> **Material provided**
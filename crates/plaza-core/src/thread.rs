//! Live comment list of one post
//!
//! A [`CommentThread`] joins the post's comment feed, loads the existing
//! comments and keeps the list current as comments arrive from the feed or
//! are submitted locally. A comment is only ever listed once.

use parking_lot::Mutex;
use std::sync::Arc;

use crate::comments::CommentService;
use crate::error::PlazaError;
use crate::types::{Comment, PostId};
use crate::watch::Watch;

/// Outcome of [`CommentThread::submit`]
#[derive(Debug)]
pub enum SubmitOutcome {
    /// Blank content; nothing was sent
    Ignored,
    /// The user must sign in first
    LoginRequired,
    /// The comment could not be posted
    Failed(PlazaError),
    /// The comment was posted
    Posted(Comment),
}

#[derive(Debug, Default)]
struct ThreadState {
    comments: Vec<Comment>,
    posting: bool,
    last_error: Option<String>,
}

impl ThreadState {
    fn push(&mut self, comment: Comment) -> bool {
        if self.comments.iter().any(|c| c.id == comment.id) {
            return false;
        }
        self.comments.push(comment);
        true
    }
}

/// Comments of one post, kept live
pub struct CommentThread {
    post_id: PostId,
    service: CommentService,
    state: Arc<Mutex<ThreadState>>,
    watch: Mutex<Option<Watch>>,
}

impl CommentThread {
    /// Join the post's feed and load its comments
    ///
    /// Resolves once the initial load is done. Failures are recorded in
    /// [`CommentThread::last_error`]; the thread is usable (empty) either way.
    pub async fn open(service: CommentService, post_id: PostId) -> Self {
        let state = Arc::new(Mutex::new(ThreadState::default()));

        let sink = Arc::clone(&state);
        let watch = match service
            .watch_post(post_id, move |comment| {
                if sink.lock().push(comment) {
                    tracing::debug!(post = %post_id, "comment appended from feed");
                }
            })
            .await
        {
            Ok(watch) => Some(watch),
            Err(e) => {
                state.lock().last_error = Some(e.to_string());
                None
            }
        };

        let loaded = service.by_post(post_id).await;
        {
            let mut state = state.lock();
            match loaded {
                Ok(mut comments) => {
                    let arrived: Vec<Comment> = std::mem::take(&mut state.comments)
                        .into_iter()
                        .filter(|a| !comments.iter().any(|c| c.id == a.id))
                        .collect();
                    comments.extend(arrived);
                    state.comments = comments;
                }
                Err(e) => {
                    tracing::error!(post = %post_id, error = %e, "could not load comments");
                    state.last_error = Some(e.to_string());
                }
            }
        }

        Self {
            post_id,
            service,
            state,
            watch: Mutex::new(watch),
        }
    }

    /// Post this thread belongs to
    #[inline]
    #[must_use]
    pub fn post_id(&self) -> PostId {
        self.post_id
    }

    /// Copy of the current list
    #[must_use]
    pub fn comments(&self) -> Vec<Comment> {
        self.state.lock().comments.clone()
    }

    /// Whether a submit is in flight
    #[must_use]
    pub fn is_posting(&self) -> bool {
        self.state.lock().posting
    }

    /// Message of the last recorded failure
    #[must_use]
    pub fn last_error(&self) -> Option<String> {
        self.state.lock().last_error.clone()
    }

    /// Whether the feed is still attached
    #[must_use]
    pub fn is_live(&self) -> bool {
        self.watch.lock().as_ref().is_some_and(Watch::is_active)
    }

    /// Post a comment as the signed-in user
    pub async fn submit(&self, content: &str) -> SubmitOutcome {
        if content.trim().is_empty() {
            return SubmitOutcome::Ignored;
        }
        self.state.lock().posting = true;
        let result = self.service.add(content, self.post_id).await;

        let mut state = self.state.lock();
        state.posting = false;
        match result {
            Ok(comment) => {
                state.push(comment.clone());
                SubmitOutcome::Posted(comment)
            }
            Err(PlazaError::NotAuthenticated) => SubmitOutcome::LoginRequired,
            Err(e) => {
                state.last_error = Some(e.to_string());
                SubmitOutcome::Failed(e)
            }
        }
    }

    /// Leave the feed; the list stays as it is
    pub async fn close(&self) {
        let watch = self.watch.lock().take();
        if let Some(watch) = watch {
            watch.stop().await;
        }
    }
}

impl std::fmt::Debug for CommentThread {
    fn fmt(&self, f: &mut std::fmt::Formatter<'_>) -> std::fmt::Result {
        f.debug_struct("CommentThread")
            .field("post_id", &self.post_id)
            .field("comments", &self.state.lock().comments.len())
            .finish_non_exhaustive()
    }
}

#[cfg(test)]
mod tests {
    use super::*;
    use crate::profiles::ProfileService;
    use crate::tables::{social_schema, COMMENTS, POSTS, USER_PROFILES};
    use crate::types::UserId;
    use crate::users::{UserPatch, UserStore};
    use plaza_backend::{Backend, Insert, MemoryBackend};
    use serde_json::json;
    use std::time::Duration;

    async fn setup() -> (Arc<MemoryBackend>, UserStore, CommentService, UserId) {
        let backend = Arc::new(MemoryBackend::with_schema(social_schema()));
        let dyn_backend: Arc<dyn Backend> = backend.clone();
        let users = UserStore::new();
        let service = CommentService::new(
            dyn_backend.clone(),
            users.clone(),
            ProfileService::new(dyn_backend),
        );
        let author = UserId::random();
        backend
            .seed(USER_PROFILES, vec![json!({"id": author, "display_name": "Ana"})])
            .unwrap();
        backend.seed(POSTS, vec![json!({"content": "p"})]).unwrap();
        backend
            .seed(
                COMMENTS,
                vec![json!({"content": "existing", "post_id": 1, "user_profile_id": author})],
            )
            .unwrap();
        (backend, users, service, author)
    }

    async fn wait_for_len(thread: &CommentThread, len: usize) {
        for _ in 0..100 {
            if thread.comments().len() == len {
                return;
            }
            tokio::time::sleep(Duration::from_millis(5)).await;
        }
        panic!("thread never reached {len} comments");
    }

    #[tokio::test]
    async fn open_loads_existing_comments() {
        let (_, _, service, _) = setup().await;
        let thread = CommentThread::open(service, PostId(1)).await;

        assert!(thread.is_live());
        assert_eq!(thread.last_error(), None);
        assert_eq!(thread.comments()[0].content, "existing");
    }

    #[tokio::test]
    async fn blank_submit_is_ignored() {
        let (_, _, service, _) = setup().await;
        let thread = CommentThread::open(service, PostId(1)).await;
        assert!(matches!(thread.submit("   ").await, SubmitOutcome::Ignored));
    }

    #[tokio::test]
    async fn signed_out_submit_asks_for_login() {
        let (_, _, service, _) = setup().await;
        let thread = CommentThread::open(service, PostId(1)).await;

        assert!(matches!(thread.submit("hi").await, SubmitOutcome::LoginRequired));
        assert_eq!(thread.last_error(), None);
        assert!(!thread.is_posting());
    }

    #[tokio::test]
    async fn submitted_comment_is_listed_once() {
        let (_, users, service, author) = setup().await;
        users.update(&UserPatch::new().with_id(Some(author)));
        let thread = CommentThread::open(service, PostId(1)).await;

        let SubmitOutcome::Posted(comment) = thread.submit("mine").await else {
            panic!("expected a posted comment");
        };
        // the feed delivers the same row again
        tokio::time::sleep(Duration::from_millis(50)).await;

        let comments = thread.comments();
        assert_eq!(comments.len(), 2);
        assert_eq!(comments.iter().filter(|c| c.id == comment.id).count(), 1);
    }

    #[tokio::test]
    async fn comments_from_others_arrive_live() {
        let (backend, _, service, author) = setup().await;
        let thread = CommentThread::open(service, PostId(1)).await;

        backend
            .insert(&Insert::into(COMMENTS).row(json!({
                "content": "from feed", "post_id": 1, "user_profile_id": author
            })))
            .await
            .unwrap();

        wait_for_len(&thread, 2).await;
        assert_eq!(thread.comments()[1].content, "from feed");
    }

    #[tokio::test]
    async fn close_leaves_the_feed() {
        let (backend, _, service, author) = setup().await;
        let thread = CommentThread::open(service, PostId(1)).await;
        assert_eq!(backend.feed_count(), 1);

        thread.close().await;
        assert!(!thread.is_live());
        assert_eq!(backend.feed_count(), 0);

        backend
            .insert(&Insert::into(COMMENTS).row(json!({
                "content": "late", "post_id": 1, "user_profile_id": author
            })))
            .await
            .unwrap();
        assert_eq!(thread.comments().len(), 1);
    }
}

> **Instructions to follow**
Read through the lines above and collect those that contain the string "sleep".

> **Output of the exercise**
            tokio::time::sleep(Duration::from_millis(5)).await;
        tokio::time::sleep(Duration::from_millis(50)).await;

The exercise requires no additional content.